─── Data extracts
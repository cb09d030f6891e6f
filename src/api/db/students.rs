//! Student accounts. The registration number is the primary key and the
//! whole login credential; deleting a student cascades to semesters,
//! courses, CGPA history and the dues record.

use sqlx::{Pool, Sqlite};

use super::super::domain::Level;
use super::super::err::PortalError;
use super::{now, table::Student};

pub struct NewStudent {
    pub reg_number: String,
    pub full_name: String,
    pub email: Option<String>,
    pub phone: Option<String>,
    pub level: Level,
}

pub struct ProfileUpdate {
    pub full_name: String,
    pub email: Option<String>,
    pub phone: Option<String>,
    pub level: Level,
    pub profile_image: Option<String>,
}

pub async fn register(pool: &Pool<Sqlite>, new: NewStudent) -> Result<Student, PortalError> {
    if new.reg_number.trim().is_empty() {
        return Err(PortalError::invalid(
            "reg_number",
            "registration number is required",
        ));
    }
    if new.full_name.trim().is_empty() {
        return Err(PortalError::invalid("full_name", "full name is required"));
    }
    if try_get(pool, &new.reg_number).await?.is_some() {
        return Err(PortalError::invalid(
            "reg_number",
            "a student with this registration number already exists",
        ));
    }

    let ts = now();
    sqlx::query(
        r"INSERT INTO students (reg_number, full_name, email, phone, level, created_at, updated_at)
          VALUES (?1, ?2, ?3, ?4, ?5, ?6, ?6)",
    )
    .bind(new.reg_number.trim())
    .bind(new.full_name.trim())
    .bind(&new.email)
    .bind(&new.phone)
    .bind(new.level.as_str())
    .bind(ts)
    .execute(pool)
    .await?;

    get(pool, new.reg_number.trim()).await
}

pub async fn get(pool: &Pool<Sqlite>, reg_number: &str) -> Result<Student, PortalError> {
    try_get(pool, reg_number).await?.ok_or(PortalError::NotFound)
}

pub async fn try_get(
    pool: &Pool<Sqlite>,
    reg_number: &str,
) -> Result<Option<Student>, PortalError> {
    let student = sqlx::query_as(r"SELECT * FROM students WHERE reg_number = ?1")
        .bind(reg_number)
        .fetch_optional(pool)
        .await?;
    Ok(student)
}

/// Profile fields only; the registration number is never editable.
pub async fn update_profile(
    pool: &Pool<Sqlite>,
    reg_number: &str,
    update: ProfileUpdate,
) -> Result<Student, PortalError> {
    if update.full_name.trim().is_empty() {
        return Err(PortalError::invalid("full_name", "full name is required"));
    }
    let result = sqlx::query(
        r"UPDATE students
          SET full_name = ?1, email = ?2, phone = ?3, level = ?4, profile_image = ?5, updated_at = ?6
          WHERE reg_number = ?7",
    )
    .bind(update.full_name.trim())
    .bind(&update.email)
    .bind(&update.phone)
    .bind(update.level.as_str())
    .bind(&update.profile_image)
    .bind(now())
    .bind(reg_number)
    .execute(pool)
    .await?;
    if result.rows_affected() == 0 {
        return Err(PortalError::NotFound);
    }
    get(pool, reg_number).await
}

pub async fn delete(pool: &Pool<Sqlite>, reg_number: &str) -> Result<(), PortalError> {
    let result = sqlx::query(r"DELETE FROM students WHERE reg_number = ?1")
        .bind(reg_number)
        .execute(pool)
        .await?;
    if result.rows_affected() == 0 {
        return Err(PortalError::NotFound);
    }
    Ok(())
}

#[cfg(test)]
mod tests {
    use super::super::testing::test_pool;
    use super::*;

    pub(crate) fn sample(reg: &str) -> NewStudent {
        NewStudent {
            reg_number: reg.to_string(),
            full_name: "Ada Obi".to_string(),
            email: Some("ada@example.com".to_string()),
            phone: None,
            level: Level::L200,
        }
    }

    #[tokio::test]
    async fn register_and_fetch() {
        let (_dir, pool) = test_pool().await;
        let student = register(&pool, sample("2020/1/12345")).await.unwrap();
        assert_eq!(student.reg_number, "2020/1/12345");
        assert_eq!(student.level, "200");

        let fetched = get(&pool, "2020/1/12345").await.unwrap();
        assert_eq!(fetched.full_name, "Ada Obi");
    }

    #[tokio::test]
    async fn duplicate_reg_number_is_rejected() {
        let (_dir, pool) = test_pool().await;
        register(&pool, sample("2020/1/12345")).await.unwrap();
        let err = register(&pool, sample("2020/1/12345")).await.unwrap_err();
        assert!(matches!(err, PortalError::Validation { ref field, .. } if field == "reg_number"));
    }

    #[tokio::test]
    async fn profile_update_keeps_reg_number() {
        let (_dir, pool) = test_pool().await;
        register(&pool, sample("2020/1/12345")).await.unwrap();
        let updated = update_profile(
            &pool,
            "2020/1/12345",
            ProfileUpdate {
                full_name: "Ada N. Obi".to_string(),
                email: None,
                phone: Some("08030000000".to_string()),
                level: Level::L300,
                profile_image: Some("https://img.example.com/ada.png".to_string()),
            },
        )
        .await
        .unwrap();
        assert_eq!(updated.reg_number, "2020/1/12345");
        assert_eq!(updated.full_name, "Ada N. Obi");
        assert_eq!(updated.level, "300");
        assert_eq!(updated.email, None);
    }

    #[tokio::test]
    async fn unknown_student_is_not_found() {
        let (_dir, pool) = test_pool().await;
        assert!(matches!(
            get(&pool, "missing").await.unwrap_err(),
            PortalError::NotFound
        ));
        assert!(matches!(
            delete(&pool, "missing").await.unwrap_err(),
            PortalError::NotFound
        ));
    }
}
──────
Please write out every record shown above exactly as it reads.

Exercise answer:
repository cb09d030f6891e6f
filename src/api/db/students.rs
//! Student accounts. The registration number is the primary key and the
//! whole login credential; deleting a student cascades to semesters,
//! courses, CGPA history and the dues record.

use sqlx::{Pool, Sqlite};

use super::super::domain::Level;
use super::super::err::PortalError;
use super::{now, table::Student};

pub struct NewStudent {
    pub reg_number: String,
    pub full_name: String,
    pub email: Option<String>,
    pub phone: Option<String>,
    pub level: Level,
}

pub struct ProfileUpdate {
    pub full_name: String,
    pub email: Option<String>,
    pub phone: Option<String>,
    pub level: Level,
    pub profile_image: Option<String>,
}

pub async fn register(pool: &Pool<Sqlite>, new: NewStudent) -> Result<Student, PortalError> {
    if new.reg_number.trim().is_empty() {
        return Err(PortalError::invalid(
            "reg_number",
            "registration number is required",
        ));
    }
    if new.full_name.trim().is_empty() {
        return Err(PortalError::invalid("full_name", "full name is required"));
    }
    if try_get(pool, &new.reg_number).await?.is_some() {
        return Err(PortalError::invalid(
            "reg_number",
            "a student with this registration number already exists",
        ));
    }

    let ts = now();
    sqlx::query(
        r"INSERT INTO students (reg_number, full_name, email, phone, level, created_at, updated_at)
          VALUES (?1, ?2, ?3, ?4, ?5, ?6, ?6)",
    )
    .bind(new.reg_number.trim())
    .bind(new.full_name.trim())
    .bind(&new.email)
    .bind(&new.phone)
    .bind(new.level.as_str())
    .bind(ts)
    .execute(pool)
    .await?;

    get(pool, new.reg_number.trim()).await
}

pub async fn get(pool: &Pool<Sqlite>, reg_number: &str) -> Result<Student, PortalError> {
    try_get(pool, reg_number).await?.ok_or(PortalError::NotFound)
}

pub async fn try_get(
    pool: &Pool<Sqlite>,
    reg_number: &str,
) -> Result<Option<Student>, PortalError> {
    let student = sqlx::query_as(r"SELECT * FROM students WHERE reg_number = ?1")
        .bind(reg_number)
        .fetch_optional(pool)
        .await?;
    Ok(student)
}

/// Profile fields only; the registration number is never editable.
pub async fn update_profile(
    pool: &Pool<Sqlite>,
    reg_number: &str,
    update: ProfileUpdate,
) -> Result<Student, PortalError> {
    if update.full_name.trim().is_empty() {
        return Err(PortalError::invalid("full_name", "full name is required"));
    }
    let result = sqlx::query(
        r"UPDATE students
          SET full_name = ?1, email = ?2, phone = ?3, level = ?4, profile_image = ?5, updated_at = ?6
          WHERE reg_number = ?7",
    )
    .bind(update.full_name.trim())
    .bind(&update.email)
    .bind(&update.phone)
    .bind(update.level.as_str())
    .bind(&update.profile_image)
    .bind(now())
    .bind(reg_number)
    .execute(pool)
    .await?;
    if result.rows_affected() == 0 {
        return Err(PortalError::NotFound);
    }
    get(pool, reg_number).await
}

pub async fn delete(pool: &Pool<Sqlite>, reg_number: &str) -> Result<(), PortalError> {
    let result = sqlx::query(r"DELETE FROM students WHERE reg_number = ?1")
        .bind(reg_number)
        .execute(pool)
        .await?;
    if result.rows_affected() == 0 {
        return Err(PortalError::NotFound);
    }
    Ok(())
}

#[cfg(test)]
mod tests {
    use super::super::testing::test_pool;
    use super::*;

    pub(crate) fn sample(reg: &str) -> NewStudent {
        NewStudent {
            reg_number: reg.to_string(),
            full_name: "Ada Obi".to_string(),
            email: Some("ada@example.com".to_string()),
            phone: None,
            level: Level::L200,
        }
    }

    #[tokio::test]
    async fn register_and_fetch() {
        let (_dir, pool) = test_pool().await;
        let student = register(&pool, sample("2020/1/12345")).await.unwrap();
        assert_eq!(student.reg_number, "2020/1/12345");
        assert_eq!(student.level, "200");

        let fetched = get(&pool, "2020/1/12345").await.unwrap();
        assert_eq!(fetched.full_name, "Ada Obi");
    }

    #[tokio::test]
    async fn duplicate_reg_number_is_rejected() {
        let (_dir, pool) = test_pool().await;
        register(&pool, sample("2020/1/12345")).await.unwrap();
        let err = register(&pool, sample("2020/1/12345")).await.unwrap_err();
        assert!(matches!(err, PortalError::Validation { ref field, .. } if field == "reg_number"));
    }

    #[tokio::test]
    async fn profile_update_keeps_reg_number() {
        let (_dir, pool) = test_pool().await;
        register(&pool, sample("2020/1/12345")).await.unwrap();
        let updated = update_profile(
            &pool,
            "2020/1/12345",
            ProfileUpdate {
                full_name: "Ada N. Obi".to_string(),
                email: None,
                phone: Some("08030000000".to_string()),
                level: Level::L300,
                profile_image: Some("https://img.example.com/ada.png".to_string()),
            },
        )
        .await
        .unwrap();
        assert_eq!(updated.reg_number, "2020/1/12345");
        assert_eq!(updated.full_name, "Ada N. Obi");
        assert_eq!(updated.level, "300");
        assert_eq!(updated.email, None);
    }

    #[tokio::test]
    async fn unknown_student_is_not_found() {
        let (_dir, pool) = test_pool().await;
        assert!(matches!(
            get(&pool, "missing").await.unwrap_err(),
            PortalError::NotFound
        ));
        assert!(matches!(
            delete(&pool, "missing").await.unwrap_err(),
            PortalError::NotFound
        ));
    }
}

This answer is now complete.